On his first appearance on "The Tonight Show" in 1975: "I heard Johnny introduce me, the curtains parted, and then, as if I were a bull rider in a rodeo, I was let out of the stall and into the ring, trying to hold on for dear life. I walked to my mark on rubbery legs, feeling like I had to cough up a hairball. Wow, there's Doc and the band, I see Johnny to my right — it was very surreal. I had been watching this show for so long, and now I was on it. The piece played very well, and when it was done the audience gave me a big hand, and I looked over and son of a bitch if he wasn't waving me over. I tried not to run, to act like I did this all the time, but inside I was a parade."

On playing Jodie on "Soap": "Playing a gay man in front of a live audience was difficult. My boyfriend on the show was played by Bob Seagren, a former Olympic pole vaulter. We had scenes where we said we loved each other, and the audience would laugh nervously. That was new information for people in 1977, and it made them and me uncomfortable. The lines were difficult to deliver, and hearing that nervous laughter made me angry. I felt they were laughing at Jodie, not with him. Sometimes, I wanted to stop and yell at the audience, 'What are you laughing at?' But as time went on, and the character developed, viewers at home cared about Jodie, even wanting him to get sole custody of a child he had fathered."

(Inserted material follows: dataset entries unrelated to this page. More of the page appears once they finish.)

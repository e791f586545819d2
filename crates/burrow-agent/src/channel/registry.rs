//! Message handler registry

use std::future::Future;
use std::panic::AssertUnwindSafe;
use std::sync::Arc;

use async_trait::async_trait;
use dashmap::DashMap;
use futures::FutureExt;

use burrow_protocol::ControlMessage;

/// Handles one inbound message type
#[async_trait]
pub trait MessageHandler: Send + Sync {
    async fn handle(&self, message: ControlMessage) -> anyhow::Result<()>;
}

#[async_trait]
impl<F, Fut> MessageHandler for F
where
    F: Fn(ControlMessage) -> Fut + Send + Sync,
    Fut: Future<Output = anyhow::Result<()>> + Send + 'static,
{
    async fn handle(&self, message: ControlMessage) -> anyhow::Result<()> {
        (self)(message).await
    }
}

/// What happened to a dispatched message
#[derive(Debug, Clone, Copy, PartialEq, Eq)]
pub enum DispatchOutcome {
    Handled,
    /// No handler registered for the type
    Unhandled,
    /// The handler returned an error
    Failed,
    /// The handler panicked
    Panicked,
}

/// One handler per message type; registering a type again replaces the
/// previous handler.
#[derive(Default)]
pub struct HandlerRegistry {
    handlers: DashMap<String, Arc<dyn MessageHandler>>,
}

impl HandlerRegistry {
    pub fn new() -> Self {
        Self::default()
    }

    /// Register `handler` for `message_type`, returning the handler it replaced
    pub fn register(
        &self,
        message_type: impl Into<String>,
        handler: Arc<dyn MessageHandler>,
    ) -> Option<Arc<dyn MessageHandler>> {
        let message_type = message_type.into();
        let previous = self.handlers.insert(message_type.clone(), handler);
        if previous.is_some() {
            tracing::debug!("Replaced handler for {}", message_type);
        }
        previous
    }

    /// Run the handler for `message`.
    ///
    /// Errors and panics are logged and reported in the outcome; they never
    /// propagate to the caller.
    pub async fn dispatch(&self, message: ControlMessage) -> DispatchOutcome {
        // Clone out of the map so no shard lock is held across the await
        let handler = match self.handlers.get(&message.message_type) {
            Some(entry) => Arc::clone(entry.value()),
            None => {
                tracing::warn!("No handler registered for message type {}", message.message_type);
                return DispatchOutcome::Unhandled;
            }
        };

        let message_type = message.message_type.clone();
        match AssertUnwindSafe(handler.handle(message)).catch_unwind().await {
            Ok(Ok(())) => DispatchOutcome::Handled,
            Ok(Err(e)) => {
                tracing::error!("Handler for {} failed: {:#}", message_type, e);
                DispatchOutcome::Failed
            }
            Err(_) => {
                tracing::error!("Handler for {} panicked", message_type);
                DispatchOutcome::Panicked
            }
        }
    }
}
/// Build the WebSocket URL for `endpoint`, e.g.
/// `https://host` becomes `wss://host/api/v1/ws?token=..&clientType=remoteExitNode`.
pub fn control_channel_url(endpoint: &str, token: &str) -> Result<Url, ChannelError> {
    let trimmed = endpoint.trim_end_matches('/');
    let base = if let Some(rest) = trimmed.strip_prefix("https://") {
        format!("wss://{}", rest)
    } else if let Some(rest) = trimmed.strip_prefix("http://") {
        format!("ws://{}", rest)
    } else if trimmed.starts_with("wss://") || trimmed.starts_with("ws://") {
        trimmed.to_string()
    } else {
        return Err(ChannelError::InvalidEndpoint(endpoint.to_string()));
    };

    let mut url = Url::parse(&format!("{}/api/v1/ws", base))
        .map_err(|e| ChannelError::InvalidEndpoint(format!("{}: {}", endpoint, e)))?;
    url.query_pairs_mut()
        .append_pair("token", token)
        .append_pair("clientType", CLIENT_TYPE);
    Ok(url)
}

/// Client for the control plane WebSocket. Cheap to clone.
#[derive(Clone)]
pub struct ControlChannelClient {
    inner: Arc<Inner>,
}

struct Inner {
    endpoint: String,
    options: ChannelOptions,
    credentials: Arc<dyn CredentialProvider>,
    registry: HandlerRegistry,
    state: watch::Sender<ConnectionState>,
    events: broadcast::Sender<ChannelEvent>,
    outbound: Mutex<Option<mpsc::Sender<WsMessage>>>,
    shutdown: CancellationToken,
    supervisor: Mutex<Option<JoinHandle<()>>>,
}

impl ControlChannelClient {
    pub fn new(
        endpoint: impl Into<String>,
        options: ChannelOptions,
        credentials: Arc<dyn CredentialProvider>,
    ) -> Self {
        let (state, _) = watch::channel(ConnectionState::Disconnected);
        let (events, _) = broadcast::channel(EVENT_CHANNEL_CAPACITY);

        Self {
            inner: Arc::new(Inner {
                endpoint: endpoint.into(),
                options,
                credentials,
                registry: HandlerRegistry::new(),
                state,
                events,
                outbound: Mutex::new(None),
                shutdown: CancellationToken::new(),
                supervisor: Mutex::new(None),
            }),
        }
    }

    /// Register the handler for one message type, replacing any earlier one
    pub fn register_handler(&self, message_type: impl Into<String>, handler: Arc<dyn MessageHandler>) {
        self.inner.registry.register(message_type, handler);
    }

    pub fn state(&self) -> ConnectionState {
        *self.inner.state.borrow()
    }

    /// Watch state transitions
    pub fn watch_state(&self) -> watch::Receiver<ConnectionState> {
        self.inner.state.subscribe()
    }

    /// Subscribe to connect/disconnect events
    pub fn subscribe(&self) -> broadcast::Receiver<ChannelEvent> {
        self.inner.events.subscribe()
    }

    /// Start the connection supervisor.
    ///
    /// Returns immediately; handshake failures are logged and retried in
    /// the background.
    pub async fn connect(&self) -> Result<(), ChannelError> {
        let mut supervisor = self.inner.supervisor.lock().await;
        if supervisor.is_some() || self.inner.shutdown.is_cancelled() {
            return Err(ChannelError::AlreadyStarted);
        }

        let inner = Arc::clone(&self.inner);
        *supervisor = Some(tokio::spawn(async move { inner.supervise().await }));
        Ok(())
    }

    /// Send one message. Returns `false` (and logs) when not connected.
    pub async fn send_message(&self, message_type: &str, data: Value) -> bool {
        self.inner.send(ControlMessage::new(message_type, data)).await
    }

    /// Send the same message every `period`, starting one period from now
    pub fn send_message_interval(&self, message_type: &str, data: Value, period: Duration) -> IntervalHandle {
        self.send_message_interval_with(message_type, period, move || data.clone())
    }

    /// Like [`Self::send_message_interval`] but builds the payload on every tick
    pub fn send_message_interval_with<F>(&self, message_type: &str, period: Duration, payload: F) -> IntervalHandle
    where
        F: Fn() -> Value + Send + Sync + 'static,
    {
        let cancel = self.inner.shutdown.child_token();
        let token = cancel.clone();
        let inner = Arc::clone(&self.inner);
        let message_type = message_type.to_string();

        let task = tokio::spawn(async move {
            let mut ticker = tokio::time::interval_at(Instant::now() + period, period);
            ticker.set_missed_tick_behavior(MissedTickBehavior::Delay);

            loop {
                tokio::select! {
                    biased;
                    _ = token.cancelled() => break,
                    _ = ticker.tick() => {}
                }
                if token.is_cancelled() {
                    break;
                }
                inner.send(ControlMessage::new(message_type.as_str(), payload())).await;
            }

            tracing::debug!("Interval sender for {} stopped", message_type);
        });

        IntervalHandle::new(cancel, task)
    }

    /// Close the socket, stop every timer and wait for the supervisor.
    ///
    /// A handler that is running is allowed to finish.
    pub async fn close(&self) {
        self.inner.shutdown.cancel();
        let supervisor = self.inner.supervisor.lock().await.take();
        if let Some(task) = supervisor {
            if let Err(e) = task.await {
                tracing::warn!("Control channel supervisor ended abnormally: {}", e);
            }
        }
        self.inner.set_state(ConnectionState::Disconnected);
    }
}
//! Shared state for the local HTTP API

use std::sync::Arc;

use async_trait::async_trait;
use serde_json::Value;

use burrow_core::GatewayError;

use crate::remote::{ForwardedResponse, HybridClient};
use crate::server::SessionVerifier;

/// Relays a request body to the control plane's hybrid API
#[async_trait]
pub trait RemoteForwarder: Send + Sync {
    async fn forward(&self, path: &str, body: &Value) -> Result<ForwardedResponse, GatewayError>;
}

#[async_trait]
impl RemoteForwarder for HybridClient {
    async fn forward(&self, path: &str, body: &Value) -> Result<ForwardedResponse, GatewayError> {
        HybridClient::forward(self, path, body).await
    }
}

#[derive(Clone)]
pub struct AppState {
    pub verifier: Arc<SessionVerifier>,
    pub forwarder: Arc<dyn RemoteForwarder>,
}

impl AppState {
    pub fn new(verifier: Arc<SessionVerifier>, forwarder: Arc<dyn RemoteForwarder>) -> Self {
        Self { verifier, forwarder }
    }
}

On snoozing in public: "Movies and plays are an important part of my life, and now every time I go I'm fraught with terror that I'm going to nod off. On the drive over I start to worry: Will I stay up, or will Janice break another one of my ribs? She doesn't mean to hit me so hard, but at my age, it qualifies as elder abuse."

On the famous scene in "When Harry Met Sally": "When Nora [Ephron] brought up the issue of women faking orgasms during sex, Rob [Reiner] couldn't believe it. 'Well, they haven't faked one with me,' he said. It was Meg [Ryan's] idea to have a scene where Sally tells Harry about this, and, like Rob, Harry can't believe it, so she fakes one in a public place. I said, 'Like a restaurant,' and then Rob said it should be a loud orgasm, with everyone watching her, and then I said, 'When it's done, an older woman says to a waiter, 'I'll have what she's having.' And that's how it happened. In retrospect, it may be the ­longest orgasm in history."

On the opening of "700 Sundays" at the La Jolla Playhouse, a run that sold out in an hour: "I'm quite sure there has never been an opening night for a play that had no script, just a detailed eight-page outline. The opening night arrived, and from the moment I went out there, through the front door of my 'house,' I was in heaven. The audiences laughed hard, cried harder, and at the end of each show didn't want to leave the theater. I felt connected to my work and my pain in a way I hadn't before. Like losing weight on some miracle diet, I could feel the grief I'd been wearing like a tailored suit melt away. I'd stopped doing stand-up so many years ago, and I knew why I was back. I had something to say."